■ What the task asks ■
Reproduce exactly, and only, the lines running from the start of the entries below to the line containing "takes effect immediately.".

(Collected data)

//! Interactive session console.
//!
//! Each line typed on stdin is one UI event (button press or checkbox
//! toggle). Lifecycle commands run on their own task so a `stop` typed
//! while a camera is still opening takes effect immediately.

use anyhow::Result;
use glance_core::{
    ChannelSink, DetectionPoller, Facing, Frame, PermissionMonitor, SessionManager, StatusEvent,
};
use glance_hw::V4lBackend;
use std::path::PathBuf;
use std::str::FromStr;
use std::sync::Arc;
use std::time::Duration;
use tokio::io::{AsyncBufReadExt, BufReader};
use tokio::sync::mpsc;

use crate::config::Config;
use crate::snapshot;

/// One console input line.
#[derive(Debug, Clone, PartialEq, Eq)]
pub enum Command {
    Start(Option<Facing>),
    Stop,
    Switch(Option<Facing>),
    Toggle,
    Flip,
    Status,
    Permission,
    Snapshot(PathBuf),
    Help,
    Quit,
}

impl FromStr for Command {
    type Err = String;

    fn from_str(line: &str) -> Result<Self, Self::Err> {
        let mut words = line.split_whitespace();
        let verb = words.next().ok_or_else(|| "empty command".to_string())?;
        let arg = words.next();
        if words.next().is_some() {
            return Err(format!("too many arguments for '{verb}'"));
        }

        let facing = |arg: Option<&str>| -> Result<Option<Facing>, String> {
            arg.map(|a| a.parse::<Facing>().map_err(|e| e.to_string()))
                .transpose()
        };

        let cmd = match verb.to_ascii_lowercase().as_str() {
            "start" | "on" => Command::Start(facing(arg)?),
            "stop" | "off" => Command::Stop,
            "switch" => Command::Switch(facing(arg)?),
            "toggle" => Command::Toggle,
            "flip" => Command::Flip,
            "status" => Command::Status,
            "permission" => Command::Permission,
            "snapshot" => Command::Snapshot(PathBuf::from(arg.unwrap_or("snapshot.png"))),
            "help" | "?" => Command::Help,
            "quit" | "exit" | "q" => Command::Quit,
            other => return Err(format!("unknown command '{other}' (try 'help')")),
        };

        let takes_arg = matches!(
            cmd,
            Command::Start(_) | Command::Switch(_) | Command::Snapshot(_)
        );
        if arg.is_some() && !takes_arg {
            return Err(format!("'{verb}' takes no arguments"));
        }
        Ok(cmd)
    }
}

const HELP: &str = "\
commands:
  start [user|environment]   open the camera
  stop                       release the camera
  switch [user|environment]  switch cameras (default: the other one)
  toggle                     video on/off
  flip                       toggle the facing-mode checkbox
  status                     show session state
  permission                 probe camera permission
  snapshot [path.png]        save the current frame
  quit";

pub struct RunOptions {
    pub facing: Facing,
    pub json: bool,
    pub autostart: bool,
}

pub async fn run(config: Config, opts: RunOptions) -> Result<()> {
    let (sink, events) = ChannelSink::new();
    let (width, height) = config.frame_size;
    let backend = V4lBackend::new(config.overrides.clone());
    let manager = Arc::new(SessionManager::new(backend, sink).with_frame_size(width, height));

    let printer = tokio::spawn(print_events(events, opts.json));
    let poller = DetectionPoller::new(config.poll_interval).spawn(manager.clone(), log_frame);
    let monitor = PermissionMonitor::spawn(manager.clone(), config.permission_poll);

    if opts.autostart {
        spawn_lifecycle(&manager, Command::Start(Some(opts.facing)), opts.facing);
    }

    println!("glance: type 'help' for commands");
    let mut lines = BufReader::new(tokio::io::stdin()).lines();
    loop {
        let line = tokio::select! {
            line = lines.next_line() => line?,
            _ = tokio::signal::ctrl_c() => None,
        };
        let Some(line) = line else {
            break;
        };
        if line.trim().is_empty() {
            continue;
        }

        let command = match line.parse::<Command>() {
            Ok(command) => command,
            Err(msg) => {
                eprintln!("{msg}");
                continue;
            }
        };

        match command {
            Command::Quit => break,
            Command::Help => println!("{HELP}"),
            Command::Status => {
                let status = manager.status();
                if opts.json {
                    println!("{}", serde_json::to_string(&status)?);
                } else {
                    println!(
                        "state={} facing={} device={}",
                        status.state,
                        status.facing,
                        status.device.as_deref().unwrap_or("-")
                    );
                }
            }
            Command::Permission => {
                let state = manager.query_permission_state().await;
                println!("permission: {state}");
            }
            Command::Snapshot(path) => match manager.next_frame().await {
                None => eprintln!("camera is not active"),
                Some(Err(e)) => eprintln!("{e}"),
                Some(Ok(frame)) => match snapshot::save_frame(&frame, &path) {
                    Ok(()) => println!("saved {}", path.display()),
                    Err(e) => eprintln!("{e:#}"),
                },
            },
            lifecycle => spawn_lifecycle(&manager, lifecycle, opts.facing),
        }
    }

    // Poller first so no frame read is in flight when the camera stops.
    poller.shutdown().await;
    monitor.shutdown().await;
    manager.stop();
    drop(manager);
    // A start still waiting on the device keeps the sink alive; don't hang on it.
    let _ = tokio::time::timeout(Duration::from_secs(1), printer).await;
    Ok(())
}

/// Run a lifecycle command in the background. Failures are already
/// reported through the status sink.
fn spawn_lifecycle(manager: &Arc<SessionManager<V4lBackend>>, command: Command, default: Facing) {
    let manager = manager.clone();
    tokio::spawn(async move {
        let _ = match command {
            Command::Start(facing) => manager.start(facing.unwrap_or(default)).await,
            Command::Switch(facing) => {
                let next = facing.unwrap_or_else(|| manager.facing().opposite());
                manager.switch_facing(next).await
            }
            Command::Toggle => manager.toggle().await,
            Command::Flip => manager.toggle_facing().await,
            Command::Stop => {
                // Waits for any frame read in flight, so keep it off the executor.
                let _ = tokio::task::spawn_blocking(move || manager.stop()).await;
                Ok(())
            }
            _ => Ok(()),
        };
    });
}

async fn print_events(mut events: mpsc::UnboundedReceiver<StatusEvent>, json: bool) {
    while let Some(event) = events.recv().await {
        if json {
            match serde_json::to_string(&event) {
                Ok(line) => println!("{line}"),
                Err(e) => tracing::warn!(error = %e, "failed to encode status event"),
            }
        } else if event.is_error() {
            eprintln!("{event}");
        } else {
            println!("{event}");
        }
    }
}

/// Stand-in detection consumer: logs frame statistics.
fn log_frame(frame: &Frame) {
    tracing::debug!(
        seq = frame.sequence,
        width = frame.width,
        height = frame.height,
        brightness = frame.avg_brightness(),
        "frame"
    );
}
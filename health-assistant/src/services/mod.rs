pub mod assistant;
pub mod cleaner;
pub mod metrics;
pub mod prompts;
pub mod providers;

pub use assistant::{AssistantError, HealthAssistant};
//! Gemini AI provider implementation.
//!
//! Implements text generation (optionally with inline images) using Google's
//! Gemini `generateContent` API.

use super::{payload_len, FinishReason, PromptPart, ProviderError, ProviderReply, TextProvider};
use async_trait::async_trait;
use reqwest::{Client, StatusCode};
use secrecy::{ExposeSecret, Secret};
use serde::{Deserialize, Serialize};
use std::time::Duration;

const API_KEY_HEADER: &str = "x-goog-api-key";

/// Gemini provider configuration.
#[derive(Debug, Clone)]
pub struct GeminiConfig {
    pub api_key: Secret<String>,
    pub model: String,
    pub api_base: String,
    pub timeout: Duration,
}

/// Gemini text provider.
pub struct GeminiTextProvider {
    config: GeminiConfig,
    client: Client,
}

impl GeminiTextProvider {
    pub fn new(config: GeminiConfig) -> Result<Self, ProviderError> {
        let client = Client::builder()
            .timeout(config.timeout)
            .build()
            .map_err(|e| ProviderError::NotConfigured(format!("HTTP client: {}", e)))?;

        Ok(Self { config, client })
    }

    /// Build the API URL for the given method.
    fn api_url(&self, method: &str) -> String {
        format!(
            "{}/models/{}:{}",
            self.config.api_base.trim_end_matches('/'),
            self.config.model,
            method
        )
    }

    fn map_send_error(&self, e: reqwest::Error) -> ProviderError {
        if e.is_timeout() {
            ProviderError::Timeout(self.config.timeout)
        } else {
            ProviderError::NetworkError(e.to_string())
        }
    }
}

fn to_content_part(part: &PromptPart) -> ContentPart {
    match part {
        PromptPart::Text(text) => ContentPart::Text { text: text.clone() },
        PromptPart::InlineImage { mime_type, data } => ContentPart::InlineData {
            inline_data: InlineData {
                mime_type: mime_type.clone(),
                data: data.clone(),
            },
        },
    }
}

fn status_error(status: StatusCode, body: String) -> ProviderError {
    match status {
        StatusCode::TOO_MANY_REQUESTS => ProviderError::RateLimited,
        StatusCode::UNAUTHORIZED | StatusCode::FORBIDDEN => {
            ProviderError::Unauthorized(format!("Gemini API error {}: {}", status, body))
        }
        s if s.is_server_error() => {
            ProviderError::Unavailable(format!("Gemini API error {}: {}", status, body))
        }
        _ => ProviderError::ApiError(format!("Gemini API error {}: {}", status, body)),
    }
}

fn parse_finish_reason(reason: Option<&str>) -> FinishReason {
    match reason {
        Some("MAX_TOKENS") => FinishReason::Length,
        Some("SAFETY") | Some("PROHIBITED_CONTENT") | Some("BLOCKLIST") => {
            FinishReason::ContentFilter
        }
        _ => FinishReason::Complete,
    }
}

/// Turn a decoded API response into a reply, concatenating the text parts of
/// the first candidate.
fn into_reply(api_response: GenerateContentResponse) -> Result<ProviderReply, ProviderError> {
    if let Some(reason) = api_response
        .prompt_feedback
        .as_ref()
        .and_then(|f| f.block_reason.as_deref())
    {
        tracing::warn!(block_reason = reason, "Gemini blocked the prompt");
        return Err(ProviderError::ContentFiltered);
    }

    let candidate = api_response
        .candidates
        .into_iter()
        .next()
        .ok_or(ProviderError::EmptyResponse)?;

    let finish_reason = parse_finish_reason(candidate.finish_reason.as_deref());
    if finish_reason == FinishReason::ContentFilter {
        return Err(ProviderError::ContentFiltered);
    }

    let text: String = candidate
        .content
        .map(|c| c.parts)
        .unwrap_or_default()
        .into_iter()
        .filter_map(|p| match p {
            ContentPart::Text { text } => Some(text),
            _ => None,
        })
        .collect();

    if text.is_empty() {
        return Err(ProviderError::EmptyResponse);
    }

    let usage = api_response.usage_metadata.unwrap_or_default();

    Ok(ProviderReply {
        text,
        input_tokens: usage.prompt_token_count.unwrap_or(0),
        output_tokens: usage.candidates_token_count.unwrap_or(0),
        finish_reason,
    })
}

#[async_trait]
impl TextProvider for GeminiTextProvider {
    async fn generate(&self, parts: &[PromptPart]) -> Result<ProviderReply, ProviderError> {
        if self.config.api_key.expose_secret().is_empty() {
            return Err(ProviderError::NotConfigured(
                "Gemini API key not configured".to_string(),
            ));
        }
        if parts.is_empty() {
            return Err(ProviderError::InvalidRequest(
                "at least one prompt part is required".to_string(),
            ));
        }

        let request = GenerateContentRequest {
            contents: vec![Content {
                role: Some("user".to_string()),
                parts: parts.iter().map(to_content_part).collect(),
            }],
        };

        tracing::debug!(
            model = %self.config.model,
            part_count = parts.len(),
            payload_len = payload_len(parts),
            "Sending request to Gemini API"
        );

        let response = self
            .client
            .post(self.api_url("generateContent"))
            .header(API_KEY_HEADER, self.config.api_key.expose_secret())
            .json(&request)
            .send()
            .await
            .map_err(|e| self.map_send_error(e))?;

        if !response.status().is_success() {
            let status = response.status();
            let error_text = response.text().await.unwrap_or_default();
            return Err(status_error(status, error_text));
        }

        let api_response: GenerateContentResponse = response
            .json()
            .await
            .map_err(|e| ProviderError::ApiError(format!("Failed to parse response: {}", e)))?;

        let reply = into_reply(api_response)?;

        tracing::debug!(
            model = %self.config.model,
            input_tokens = reply.input_tokens,
            output_tokens = reply.output_tokens,
            finish_reason = ?reply.finish_reason,
            "Gemini response received"
        );

        Ok(reply)
    }

    fn model(&self) -> &str {
        &self.config.model
    }
}

// ============================================================================
// Gemini API Request/Response Types
// ============================================================================

#[derive(Debug, Serialize)]
#[serde(rename_all = "camelCase")]
struct GenerateContentRequest {
    contents: Vec<Content>,
}

#[derive(Debug, Serialize, Deserialize)]
#[serde(rename_all = "camelCase")]
struct Content {
    #[serde(skip_serializing_if = "Option::is_none")]
    role: Option<String>,
    #[serde(default)]
    parts: Vec<ContentPart>,
}

#[derive(Debug, Serialize, Deserialize)]
#[serde(untagged)]
enum ContentPart {
    Text {
        text: String,
    },
    InlineData {
        #[serde(alias = "inlineData")]
        inline_data: InlineData,
    },
}

#[derive(Debug, Serialize, Deserialize)]
#[serde(rename_all = "camelCase")]
struct InlineData {
    mime_type: String,
    data: String,
}

#[derive(Debug, Deserialize)]
#[serde(rename_all = "camelCase")]
struct GenerateContentResponse {
    #[serde(default)]
    candidates: Vec<Candidate>,
    #[serde(default)]
    prompt_feedback: Option<PromptFeedback>,
    #[serde(default)]
    usage_metadata: Option<UsageMetadata>,
}

#[derive(Debug, Deserialize)]
#[serde(rename_all = "camelCase")]
struct Candidate {
    #[serde(default)]
    content: Option<Content>,
    #[serde(default)]
    finish_reason: Option<String>,
}

#[derive(Debug, Deserialize)]
#[serde(rename_all = "camelCase")]
struct PromptFeedback {
    #[serde(default)]
    block_reason: Option<String>,
}

#[derive(Debug, Deserialize, Default)]
#[serde(rename_all = "camelCase")]
struct UsageMetadata {
    prompt_token_count: Option<i32>,
    candidates_token_count: Option<i32>,
}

■ Reply ■
//! Interactive session console.
//!
//! Each line typed on stdin is one UI event (button press or checkbox
//! toggle). Lifecycle commands run on their own task so a `stop` typed
//! while a camera is still opening takes effect immediately.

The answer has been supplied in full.